Number of endemic taxa in each substrate type, proportion on the whole endemic taxa compared with the proportion of native flora in the same substrate.

Fig. 9.

Proportion of taxa of the various biogeographical origins for each endemic element.

[n = number of taxa in each category]

Flowering

Comparing flowering spectrums of endemic taxa s.l. and indigeneous ones shows a delay of about 15 days for the former, with a peak that remains however in June (data not shown). This is due to endemics being proportionnally less numerous than indigeneous taxa in the lower vegetation belts, as already shown before. Therefore, it is not surprising that the strictly Corsican endemics display an even more delayed flowering with a peak in July, since they concentrate in the upper vegetation belts. The graph of the number of flowering months for endemics (data not shown) resembles the one for native species, with a first maximum at three months followed by a second one at two months and a third one at four months. No significant difference was found when analysing the flowering periods according to the type of endemism.

Biogeographical origin

The origin of endemic species is quite different from the one of the total flora, with a dominance of the Mediterranean elements (Table 13; see chapter 1, “Biogeographical types”). The Mediterranean group (55.3%) is indeed more numerous than the Holarctic one (43.7%) by 11.6% (z-ratio = 2.769, P = 0.006), whereas this difference only reaches 1% for the native flora (39.2% vs. 38.2%, respectively, z-ratio = 0.737, P = 0.461, Table 1).

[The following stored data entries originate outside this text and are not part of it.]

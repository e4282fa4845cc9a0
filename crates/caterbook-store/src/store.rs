use std::path::Path;

use chrono::Utc;
use rand::Rng;
use serde::{Deserialize, Serialize};
use tracing::{debug, warn};

use caterbook_domain::{Document, DocumentDraft, DocumentKind, DocumentStatus};

use crate::backend::{FileBackend, KeyValue, MemoryBackend};
use crate::error::StoreError;

/// Key the whole store is persisted under.
pub const STORAGE_KEY: &str = "caterbook_data";

/// The single persisted unit: both document sequences, newest first.
#[derive(Debug, Clone, Default, PartialEq, Serialize, Deserialize)]
pub struct StoreData {
    #[serde(default)]
    pub quotes: Vec<Document>,
    #[serde(default)]
    pub invoices: Vec<Document>,
}

impl StoreData {
    fn sequence(&self, kind: DocumentKind) -> &Vec<Document> {
        match kind {
            DocumentKind::Quote => &self.quotes,
            DocumentKind::Invoice => &self.invoices,
        }
    }

    fn sequence_mut(&mut self, kind: DocumentKind) -> &mut Vec<Document> {
        match kind {
            DocumentKind::Quote => &mut self.quotes,
            DocumentKind::Invoice => &mut self.invoices,
        }
    }
}

/// Durable store for quotes and invoices.
///
/// Every mutation rewrites the whole blob under one key; every read
/// re-materializes it. A blob that is missing or unreadable loads as an
/// empty store (logged, never surfaced), so first run and corruption look
/// the same to callers.
pub struct DocumentStore {
    backend: Box<dyn KeyValue>,
    key: String,
}

impl DocumentStore {
    /// Store over an explicit substrate, persisted under [`STORAGE_KEY`].
    pub fn new(backend: Box<dyn KeyValue>) -> Self {
        Self::with_key(backend, STORAGE_KEY)
    }

    /// Store over an explicit substrate and storage key.
    pub fn with_key(backend: Box<dyn KeyValue>, key: impl Into<String>) -> Self {
        Self {
            backend,
            key: key.into(),
        }
    }

    /// File-backed store rooted at `dir`.
    pub fn open(dir: &Path) -> Result<Self, StoreError> {
        Ok(Self::new(Box::new(FileBackend::open(dir)?)))
    }

    /// Ephemeral in-memory store (for testing).
    pub fn in_memory() -> Self {
        Self::new(Box::new(MemoryBackend::new()))
    }

    fn load(&self) -> StoreData {
        match self.backend.get(&self.key) {
            Ok(Some(blob)) => match serde_json::from_str(&blob) {
                Ok(data) => data,
                Err(e) => {
                    warn!(key = %self.key, error = %e, "unreadable store blob, starting empty");
                    StoreData::default()
                }
            },
            Ok(None) => StoreData::default(),
            Err(e) => {
                warn!(key = %self.key, error = %e, "substrate read failed, starting empty");
                StoreData::default()
            }
        }
    }

    fn persist(&self, data: &StoreData) -> Result<(), StoreError> {
        let blob = serde_json::to_string(data)?;
        self.backend.set(&self.key, &blob)
    }

    /// Create a document from a draft: assign an id, stamp the creation
    /// time, set the kind's initial status, prepend to its sequence, and
    /// persist.
    ///
    /// Ids are `<prefix>-<random four digits>`; uniqueness against
    /// existing documents is not checked. No field validation happens
    /// here; required-field enforcement belongs to the form layer.
    pub fn save_document(&self, draft: DocumentDraft) -> Result<Document, StoreError> {
        let mut data = self.load();
        let id = generate_id(draft.kind);
        let document = draft.into_document(id, Utc::now());
        data.sequence_mut(document.kind).insert(0, document.clone());
        self.persist(&data)?;
        debug!(id = %document.id, kind = document.kind.slug(), "document saved");
        Ok(document)
    }

    /// All documents of one kind, newest first. Returns owned copies;
    /// mutating them never touches persisted state.
    pub fn documents(&self, kind: DocumentKind) -> Vec<Document> {
        self.load().sequence(kind).clone()
    }

    /// The most recent `limit` documents of one kind (dashboard tables).
    pub fn recent(&self, kind: DocumentKind, limit: usize) -> Vec<Document> {
        let mut docs = self.documents(kind);
        docs.truncate(limit);
        docs
    }

    /// Set the status of the invoice with the given id.
    ///
    /// Returns `Ok(true)` after persisting the change, `Ok(false)` if no
    /// invoice matched (including when `id` names a quote). `Ok(false)`
    /// means nothing was written.
    pub fn update_invoice_status(
        &self,
        id: &str,
        status: DocumentStatus,
    ) -> Result<bool, StoreError> {
        let mut data = self.load();
        match data.invoices.iter_mut().find(|inv| inv.id == id) {
            Some(invoice) => {
                invoice.status = status;
                self.persist(&data)?;
                debug!(id, status = %status, "invoice status updated");
                Ok(true)
            }
            None => Ok(false),
        }
    }
}

fn generate_id(kind: DocumentKind) -> String {
    let suffix: u32 = rand::thread_rng().gen_range(1000..=9999);
    format!("{}-{}", kind.id_prefix(), suffix)
}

Within the endemic taxa (Fig. 9), this spectrum varies significantly between the strict Corsican endemics (36.9% of Mediterranean elements vs. 62.3% of Holarctic ones, z-ratio = -3.969, P < 0.001), the Cyrno-Sardinian endemics (74.7% vs. 24%, respectively, z-ratio = 6.206, P < 0.001), the CyrnoTuscanian endemics (76.5% [52.7–90.4] vs. 23.5% [9.6–47.3], respectively, P < 0.05) and the Cyrno Balearic endemics (100% [64.6–1.0] vs. 0% [0.0–35.4], respectively, P < 0.05). This is due to the strict Corsican endemics growing essentially at high altitudes (subalpine and alpine belts) as already highlighted before.